AUTHOR=Peng Tao , Phasouk Khamsone , Sodroski Catherine N. , Sun Sijie , Hwangbo Yon , Layton Erik D. , Jin Lei , Klock Alexis , Diem Kurt , Magaret Amalia S. , Jing Lichen , Laing Kerry , Li Alvason , Huang Meei-Li , Mertens Max , Johnston Christine , Jerome Keith R. , Koelle David M. , Wald Anna , Knipe David M. , Corey Lawrence , Zhu Jia TITLE=Tissue-Resident-Memory CD8+ T Cells Bridge Innate Immune Responses in Neighboring Epithelial Cells to Control Human Genital Herpes JOURNAL=Frontiers in Immunology VOLUME=12 YEAR=2021 URL=https://www.frontiersin.org/journals/immunology/articles/10.3389/fimmu.2021.735643 DOI=10.3389/fimmu.2021.735643 ISSN=1664-3224 ABSTRACT=

Tissue-resident-memory T cells (TRM) populate the body’s barrier surfaces, functioning as frontline responders against reencountered pathogens. Understanding of the mechanisms by which CD8TRM achieve effective immune protection remains incomplete in a naturally recurring human disease.

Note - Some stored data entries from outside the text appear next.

//! Style attributes carried by every shape record.

use peniko::Color;
use serde::{Deserialize, Serialize};

/// Serializable color representation (RGBA8).
#[derive(Debug, Clone, Copy, PartialEq, Eq, Serialize, Deserialize)]
pub struct SerializableColor {
    pub r: u8,
    pub g: u8,
    pub b: u8,
    pub a: u8,
}

impl SerializableColor {
    pub fn new(r: u8, g: u8, b: u8, a: u8) -> Self {
        Self { r, g, b, a }
    }

    pub fn black() -> Self {
        Self::new(0, 0, 0, 255)
    }

    pub fn transparent() -> Self {
        Self::new(0, 0, 0, 0)
    }
}

impl From<Color> for SerializableColor {
    fn from(color: Color) -> Self {
        let rgba = color.to_rgba8();
        Self {
            r: rgba.r,
            g: rgba.g,
            b: rgba.b,
            a: rgba.a,
        }
    }
}

impl From<SerializableColor> for Color {
    fn from(color: SerializableColor) -> Self {
        Color::from_rgba8(color.r, color.g, color.b, color.a)
    }
}

/// Stroke pattern for outlines.
#[derive(Debug, Clone, Copy, PartialEq, Eq, Default, Serialize, Deserialize)]
#[serde(rename_all = "snake_case")]
pub enum StrokeStyle {
    #[default]
    Solid,
    Dashed,
    Dotted,
}

/// Style properties for shapes.
///
/// The geometry engine never reads these; every operator carries them through
/// unchanged so the presentation layer gets them back on the new shapes.
#[derive(Debug, Clone, PartialEq, Serialize, Deserialize)]
pub struct ShapeStyle {
    /// Stroke color.
    pub stroke_color: SerializableColor,
    /// Stroke width.
    pub stroke_width: f64,
    /// Fill color (None = no fill).
    #[serde(default)]
    pub fill_color: Option<SerializableColor>,
    /// Stroke pattern.
    #[serde(default)]
    pub stroke_style: StrokeStyle,
    /// Overall opacity (0.0 = fully transparent, 1.0 = fully opaque).
    #[serde(default = "default_opacity")]
    pub opacity: f64,
}

fn default_opacity() -> f64 {
    1.0
}

impl ShapeStyle {
    /// Whether the interior counts as part of the shape for hit testing.
    pub fn is_filled(&self) -> bool {
        self.fill_color.is_some_and(|c| c.a > 0)
    }
}

impl Default for ShapeStyle {
    fn default() -> Self {
        Self {
            stroke_color: SerializableColor::black(),
            stroke_width: 2.0,
            fill_color: None,
            stroke_style: StrokeStyle::default(),
            opacity: 1.0,
        }
    }
}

Using laser capture microdissection and transcriptional profiling, we investigate the impact of CD8TRM on the tissue microenvironment in skin biopsies sequentially obtained from a clinical cohort of diverse disease expression during herpes simplex virus 2 (HSV-2) reactivation. Epithelial cells neighboring CD8TRM display elevated and widespread innate and cell-intrinsic antiviral signature expression, largely related to IFNG expression. Detailed evaluation via T-cell receptor reconstruction confirms that CD8TRM recognize viral-infected cells at the specific HSV-2 peptide/HLA level. The hierarchical pattern of core IFN-γ signature expression is well-conserved in normal human skin across various anatomic sites, while elevation of IFI16, TRIM 22, IFITM2, IFITM3, MX1, MX2, STAT1, IRF7, ISG15, IFI44, CXCL10 and CCL5 expression is associated with HSV-2-affected asymptomatic tissue. In primary human cells, IFN-γ pretreatment reduces gene transcription at the immediate-early stage of virus lifecycle, enhances IFI16 restriction of wild-type HSV-2 replication and renders favorable kinetics for host protection. Thus, the adaptive immune response through antigen-specific recognition instructs innate and cell-intrinsic antiviral machinery to control herpes reactivation, a reversal of the canonical thinking of innate activating adaptive immunity in primary infection. Communication from CD8TRM to surrounding epithelial cells to activate broad innate resistance might be critical in restraining various viral diseases.